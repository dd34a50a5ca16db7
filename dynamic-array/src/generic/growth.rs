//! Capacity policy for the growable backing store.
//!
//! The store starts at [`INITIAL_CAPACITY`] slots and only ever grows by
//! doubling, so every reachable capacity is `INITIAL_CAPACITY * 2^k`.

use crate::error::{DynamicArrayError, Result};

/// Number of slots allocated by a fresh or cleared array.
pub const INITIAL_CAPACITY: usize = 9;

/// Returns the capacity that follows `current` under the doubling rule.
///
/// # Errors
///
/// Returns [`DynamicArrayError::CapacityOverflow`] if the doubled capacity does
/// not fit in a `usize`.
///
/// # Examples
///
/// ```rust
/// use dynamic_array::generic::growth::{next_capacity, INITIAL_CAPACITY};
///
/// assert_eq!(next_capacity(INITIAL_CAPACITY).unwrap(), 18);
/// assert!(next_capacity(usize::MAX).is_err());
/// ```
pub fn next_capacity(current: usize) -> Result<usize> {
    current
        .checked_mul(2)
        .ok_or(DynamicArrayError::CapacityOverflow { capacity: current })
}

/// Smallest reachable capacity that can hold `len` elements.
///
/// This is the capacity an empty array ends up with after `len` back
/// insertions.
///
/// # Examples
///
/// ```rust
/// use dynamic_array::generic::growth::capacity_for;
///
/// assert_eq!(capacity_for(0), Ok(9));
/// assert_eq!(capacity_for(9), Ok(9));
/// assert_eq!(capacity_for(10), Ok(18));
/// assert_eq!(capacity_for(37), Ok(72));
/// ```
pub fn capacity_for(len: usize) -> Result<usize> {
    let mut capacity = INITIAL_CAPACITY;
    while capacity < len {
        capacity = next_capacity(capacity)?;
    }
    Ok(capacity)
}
--
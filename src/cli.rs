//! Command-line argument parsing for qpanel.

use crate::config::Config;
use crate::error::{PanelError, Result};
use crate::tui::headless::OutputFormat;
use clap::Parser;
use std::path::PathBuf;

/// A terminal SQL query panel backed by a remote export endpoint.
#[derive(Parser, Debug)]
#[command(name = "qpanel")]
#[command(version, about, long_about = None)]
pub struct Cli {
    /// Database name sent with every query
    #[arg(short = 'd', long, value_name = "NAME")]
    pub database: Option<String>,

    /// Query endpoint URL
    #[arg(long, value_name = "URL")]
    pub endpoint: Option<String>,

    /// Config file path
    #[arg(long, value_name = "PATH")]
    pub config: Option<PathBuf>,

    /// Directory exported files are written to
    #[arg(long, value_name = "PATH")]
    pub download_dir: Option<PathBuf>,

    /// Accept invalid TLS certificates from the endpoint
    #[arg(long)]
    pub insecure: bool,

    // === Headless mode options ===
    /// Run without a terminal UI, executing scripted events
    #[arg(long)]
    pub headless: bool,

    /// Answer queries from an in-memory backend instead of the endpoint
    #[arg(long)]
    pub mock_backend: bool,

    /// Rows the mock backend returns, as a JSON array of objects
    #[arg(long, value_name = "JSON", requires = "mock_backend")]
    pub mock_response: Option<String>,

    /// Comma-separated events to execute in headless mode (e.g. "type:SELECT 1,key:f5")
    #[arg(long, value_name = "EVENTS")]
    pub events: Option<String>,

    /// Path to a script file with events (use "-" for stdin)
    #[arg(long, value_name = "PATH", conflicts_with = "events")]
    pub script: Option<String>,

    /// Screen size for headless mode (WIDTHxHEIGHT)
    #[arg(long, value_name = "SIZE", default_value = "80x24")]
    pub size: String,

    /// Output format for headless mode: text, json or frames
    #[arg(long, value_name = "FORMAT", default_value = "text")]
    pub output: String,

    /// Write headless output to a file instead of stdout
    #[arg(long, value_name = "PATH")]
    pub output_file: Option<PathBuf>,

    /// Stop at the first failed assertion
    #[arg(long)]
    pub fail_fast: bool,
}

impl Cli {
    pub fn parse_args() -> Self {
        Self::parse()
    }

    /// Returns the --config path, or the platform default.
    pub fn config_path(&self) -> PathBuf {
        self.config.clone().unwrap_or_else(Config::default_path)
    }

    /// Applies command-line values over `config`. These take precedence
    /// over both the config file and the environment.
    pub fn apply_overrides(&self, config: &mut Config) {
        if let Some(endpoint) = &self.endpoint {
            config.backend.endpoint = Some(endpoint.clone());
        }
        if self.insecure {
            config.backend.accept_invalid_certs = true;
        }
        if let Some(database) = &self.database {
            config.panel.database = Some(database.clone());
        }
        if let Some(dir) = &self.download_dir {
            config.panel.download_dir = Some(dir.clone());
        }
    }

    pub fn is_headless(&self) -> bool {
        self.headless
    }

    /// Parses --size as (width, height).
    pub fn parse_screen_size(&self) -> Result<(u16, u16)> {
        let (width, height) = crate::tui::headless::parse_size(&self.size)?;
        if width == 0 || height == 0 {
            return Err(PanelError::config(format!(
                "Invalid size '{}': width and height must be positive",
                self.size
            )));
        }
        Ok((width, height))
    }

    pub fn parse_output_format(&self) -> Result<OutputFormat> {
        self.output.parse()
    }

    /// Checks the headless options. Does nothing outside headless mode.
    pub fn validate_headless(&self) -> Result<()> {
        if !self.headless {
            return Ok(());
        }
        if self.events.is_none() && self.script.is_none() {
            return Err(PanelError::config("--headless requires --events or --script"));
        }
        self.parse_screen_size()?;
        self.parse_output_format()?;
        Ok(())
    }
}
...
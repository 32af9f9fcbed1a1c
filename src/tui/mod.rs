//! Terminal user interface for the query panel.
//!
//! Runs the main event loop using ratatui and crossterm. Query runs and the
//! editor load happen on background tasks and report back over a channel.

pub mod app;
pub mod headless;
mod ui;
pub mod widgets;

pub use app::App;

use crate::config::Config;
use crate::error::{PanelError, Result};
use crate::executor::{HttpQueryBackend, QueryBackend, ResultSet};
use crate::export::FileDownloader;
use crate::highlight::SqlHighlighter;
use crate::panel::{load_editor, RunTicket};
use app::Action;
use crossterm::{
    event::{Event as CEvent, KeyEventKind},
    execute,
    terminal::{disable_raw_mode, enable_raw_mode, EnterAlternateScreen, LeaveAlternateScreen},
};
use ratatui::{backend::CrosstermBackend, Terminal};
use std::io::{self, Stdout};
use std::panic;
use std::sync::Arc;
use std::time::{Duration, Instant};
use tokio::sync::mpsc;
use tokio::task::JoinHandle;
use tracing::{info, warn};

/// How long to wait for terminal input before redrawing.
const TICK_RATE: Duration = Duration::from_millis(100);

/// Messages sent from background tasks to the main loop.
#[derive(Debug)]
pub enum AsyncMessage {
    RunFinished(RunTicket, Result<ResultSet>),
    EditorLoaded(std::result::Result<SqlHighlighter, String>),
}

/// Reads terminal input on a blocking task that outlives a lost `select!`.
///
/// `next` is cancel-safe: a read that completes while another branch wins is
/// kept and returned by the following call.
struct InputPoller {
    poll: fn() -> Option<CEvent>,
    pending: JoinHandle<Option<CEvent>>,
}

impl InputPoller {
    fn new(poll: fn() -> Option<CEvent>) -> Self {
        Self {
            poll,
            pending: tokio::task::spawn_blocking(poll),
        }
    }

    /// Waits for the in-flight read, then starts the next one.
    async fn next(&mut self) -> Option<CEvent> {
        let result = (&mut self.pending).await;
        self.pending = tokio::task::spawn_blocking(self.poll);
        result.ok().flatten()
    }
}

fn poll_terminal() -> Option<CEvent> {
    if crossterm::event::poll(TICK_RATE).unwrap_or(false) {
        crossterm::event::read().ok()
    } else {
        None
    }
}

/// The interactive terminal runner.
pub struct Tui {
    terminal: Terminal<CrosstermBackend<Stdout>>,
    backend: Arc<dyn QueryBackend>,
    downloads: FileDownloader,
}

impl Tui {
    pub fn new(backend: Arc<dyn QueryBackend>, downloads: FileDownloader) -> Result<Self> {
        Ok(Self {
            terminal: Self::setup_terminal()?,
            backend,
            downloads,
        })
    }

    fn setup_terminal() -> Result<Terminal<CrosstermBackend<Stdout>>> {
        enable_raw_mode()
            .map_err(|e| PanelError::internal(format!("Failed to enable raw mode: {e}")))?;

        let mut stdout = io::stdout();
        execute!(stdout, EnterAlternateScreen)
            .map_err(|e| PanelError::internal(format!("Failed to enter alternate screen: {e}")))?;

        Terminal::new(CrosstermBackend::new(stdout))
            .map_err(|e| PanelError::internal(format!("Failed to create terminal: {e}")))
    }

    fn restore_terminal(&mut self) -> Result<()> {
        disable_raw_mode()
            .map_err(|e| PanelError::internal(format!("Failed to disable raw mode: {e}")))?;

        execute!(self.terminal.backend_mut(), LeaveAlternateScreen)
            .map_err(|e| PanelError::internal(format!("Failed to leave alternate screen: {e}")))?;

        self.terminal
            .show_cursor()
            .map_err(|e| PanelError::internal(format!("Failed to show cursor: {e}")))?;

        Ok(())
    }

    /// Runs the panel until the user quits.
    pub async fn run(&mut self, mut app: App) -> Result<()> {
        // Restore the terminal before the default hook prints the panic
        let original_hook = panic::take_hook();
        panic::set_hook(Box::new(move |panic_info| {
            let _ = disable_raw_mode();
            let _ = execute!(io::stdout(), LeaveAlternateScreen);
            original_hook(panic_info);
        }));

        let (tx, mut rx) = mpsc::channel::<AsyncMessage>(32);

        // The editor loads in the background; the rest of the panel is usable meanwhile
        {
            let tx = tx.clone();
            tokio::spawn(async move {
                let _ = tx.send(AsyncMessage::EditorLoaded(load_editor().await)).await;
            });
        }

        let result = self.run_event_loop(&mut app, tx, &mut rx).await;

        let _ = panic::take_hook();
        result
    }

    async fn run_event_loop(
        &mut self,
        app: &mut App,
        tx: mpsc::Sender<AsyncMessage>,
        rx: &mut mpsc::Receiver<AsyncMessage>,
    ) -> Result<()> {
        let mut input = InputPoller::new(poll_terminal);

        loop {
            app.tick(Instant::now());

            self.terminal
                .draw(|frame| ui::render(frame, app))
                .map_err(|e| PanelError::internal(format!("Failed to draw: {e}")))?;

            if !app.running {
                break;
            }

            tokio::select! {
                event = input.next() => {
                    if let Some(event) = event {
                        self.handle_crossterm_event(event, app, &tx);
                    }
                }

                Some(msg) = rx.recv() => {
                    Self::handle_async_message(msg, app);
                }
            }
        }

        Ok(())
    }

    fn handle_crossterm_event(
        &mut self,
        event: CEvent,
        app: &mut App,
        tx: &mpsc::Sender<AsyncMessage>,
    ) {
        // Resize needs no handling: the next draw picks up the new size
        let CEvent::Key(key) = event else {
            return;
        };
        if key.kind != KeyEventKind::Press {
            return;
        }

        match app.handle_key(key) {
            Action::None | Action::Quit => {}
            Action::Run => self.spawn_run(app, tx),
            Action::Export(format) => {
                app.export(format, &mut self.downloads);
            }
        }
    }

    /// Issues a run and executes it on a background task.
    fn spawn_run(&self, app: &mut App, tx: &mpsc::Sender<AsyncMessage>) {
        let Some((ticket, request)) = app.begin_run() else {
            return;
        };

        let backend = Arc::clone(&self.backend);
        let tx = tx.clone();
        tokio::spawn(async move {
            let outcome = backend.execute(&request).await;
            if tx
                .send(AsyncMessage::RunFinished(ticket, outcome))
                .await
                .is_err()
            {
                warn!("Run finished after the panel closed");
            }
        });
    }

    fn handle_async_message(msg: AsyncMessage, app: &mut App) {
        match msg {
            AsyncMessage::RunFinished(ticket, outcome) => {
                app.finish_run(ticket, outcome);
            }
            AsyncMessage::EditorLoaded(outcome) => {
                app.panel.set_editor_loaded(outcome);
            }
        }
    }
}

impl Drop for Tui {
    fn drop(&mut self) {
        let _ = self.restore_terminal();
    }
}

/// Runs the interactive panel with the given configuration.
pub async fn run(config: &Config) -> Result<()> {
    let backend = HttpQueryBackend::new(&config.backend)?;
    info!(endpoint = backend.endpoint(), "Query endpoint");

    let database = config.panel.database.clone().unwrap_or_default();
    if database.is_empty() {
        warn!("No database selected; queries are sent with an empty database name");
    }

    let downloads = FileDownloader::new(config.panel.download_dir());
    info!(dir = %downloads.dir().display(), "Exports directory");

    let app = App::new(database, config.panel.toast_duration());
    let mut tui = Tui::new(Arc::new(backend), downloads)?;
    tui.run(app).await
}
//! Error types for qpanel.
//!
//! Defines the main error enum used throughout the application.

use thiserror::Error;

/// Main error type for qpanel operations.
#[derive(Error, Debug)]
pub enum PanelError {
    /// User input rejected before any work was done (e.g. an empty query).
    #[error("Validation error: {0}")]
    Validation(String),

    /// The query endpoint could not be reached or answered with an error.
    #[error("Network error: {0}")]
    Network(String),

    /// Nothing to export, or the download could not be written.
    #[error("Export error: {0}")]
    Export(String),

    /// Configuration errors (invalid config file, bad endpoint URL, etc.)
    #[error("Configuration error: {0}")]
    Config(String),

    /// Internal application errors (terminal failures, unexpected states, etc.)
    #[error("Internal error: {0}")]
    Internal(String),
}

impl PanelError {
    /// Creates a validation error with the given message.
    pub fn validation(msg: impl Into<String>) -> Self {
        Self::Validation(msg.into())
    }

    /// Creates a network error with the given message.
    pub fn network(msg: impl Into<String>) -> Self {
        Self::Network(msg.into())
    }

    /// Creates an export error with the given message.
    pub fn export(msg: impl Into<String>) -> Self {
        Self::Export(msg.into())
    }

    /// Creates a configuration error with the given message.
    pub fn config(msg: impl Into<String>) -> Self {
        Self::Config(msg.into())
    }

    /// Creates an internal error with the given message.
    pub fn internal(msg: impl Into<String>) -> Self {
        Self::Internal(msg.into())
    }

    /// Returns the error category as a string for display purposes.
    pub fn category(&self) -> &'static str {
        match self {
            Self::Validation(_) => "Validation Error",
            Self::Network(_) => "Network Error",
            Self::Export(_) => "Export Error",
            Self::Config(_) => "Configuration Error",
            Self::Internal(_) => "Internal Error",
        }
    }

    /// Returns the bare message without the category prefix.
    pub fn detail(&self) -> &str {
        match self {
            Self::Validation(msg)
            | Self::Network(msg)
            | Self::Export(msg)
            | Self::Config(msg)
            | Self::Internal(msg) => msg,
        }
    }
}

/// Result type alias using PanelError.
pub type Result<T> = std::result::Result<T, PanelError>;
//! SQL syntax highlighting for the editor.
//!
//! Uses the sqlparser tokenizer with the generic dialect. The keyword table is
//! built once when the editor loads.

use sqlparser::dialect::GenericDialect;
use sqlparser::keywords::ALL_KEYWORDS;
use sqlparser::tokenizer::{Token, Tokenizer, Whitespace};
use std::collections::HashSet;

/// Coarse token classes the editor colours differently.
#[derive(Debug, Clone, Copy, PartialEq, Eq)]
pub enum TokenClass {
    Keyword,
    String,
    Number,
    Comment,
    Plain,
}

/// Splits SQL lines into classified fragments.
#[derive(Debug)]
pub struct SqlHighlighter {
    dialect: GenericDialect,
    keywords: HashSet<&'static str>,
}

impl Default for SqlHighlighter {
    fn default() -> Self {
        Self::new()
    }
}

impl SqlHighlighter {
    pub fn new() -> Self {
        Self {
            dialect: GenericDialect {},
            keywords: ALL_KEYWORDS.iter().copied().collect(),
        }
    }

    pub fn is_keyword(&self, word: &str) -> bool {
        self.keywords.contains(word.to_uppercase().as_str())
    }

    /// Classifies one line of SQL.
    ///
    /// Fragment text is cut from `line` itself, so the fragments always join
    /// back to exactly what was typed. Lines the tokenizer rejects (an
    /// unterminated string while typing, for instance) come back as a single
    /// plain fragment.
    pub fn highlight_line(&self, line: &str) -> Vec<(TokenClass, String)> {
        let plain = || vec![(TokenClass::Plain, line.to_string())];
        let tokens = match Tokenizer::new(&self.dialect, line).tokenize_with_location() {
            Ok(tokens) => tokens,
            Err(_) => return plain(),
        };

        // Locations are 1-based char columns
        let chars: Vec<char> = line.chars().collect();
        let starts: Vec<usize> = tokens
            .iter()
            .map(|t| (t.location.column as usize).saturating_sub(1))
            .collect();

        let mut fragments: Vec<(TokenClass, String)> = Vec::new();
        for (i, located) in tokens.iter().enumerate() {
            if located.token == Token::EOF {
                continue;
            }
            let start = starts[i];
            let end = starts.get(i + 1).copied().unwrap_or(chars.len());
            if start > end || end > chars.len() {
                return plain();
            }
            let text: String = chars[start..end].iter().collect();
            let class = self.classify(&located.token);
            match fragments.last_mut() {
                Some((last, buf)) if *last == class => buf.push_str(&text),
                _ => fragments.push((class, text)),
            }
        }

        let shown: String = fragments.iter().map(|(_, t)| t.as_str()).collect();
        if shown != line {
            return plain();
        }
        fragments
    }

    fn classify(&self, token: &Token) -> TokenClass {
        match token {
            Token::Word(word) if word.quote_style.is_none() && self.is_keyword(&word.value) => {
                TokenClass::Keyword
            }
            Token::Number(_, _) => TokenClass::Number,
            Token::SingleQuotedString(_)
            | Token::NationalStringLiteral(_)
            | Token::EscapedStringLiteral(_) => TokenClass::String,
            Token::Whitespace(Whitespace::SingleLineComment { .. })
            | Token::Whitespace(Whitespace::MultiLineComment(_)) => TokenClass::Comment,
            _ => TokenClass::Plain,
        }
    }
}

### Work instruction
Work out how many lines in the data contain "instead" and state that number with nothing added.

### Answer to this problem
2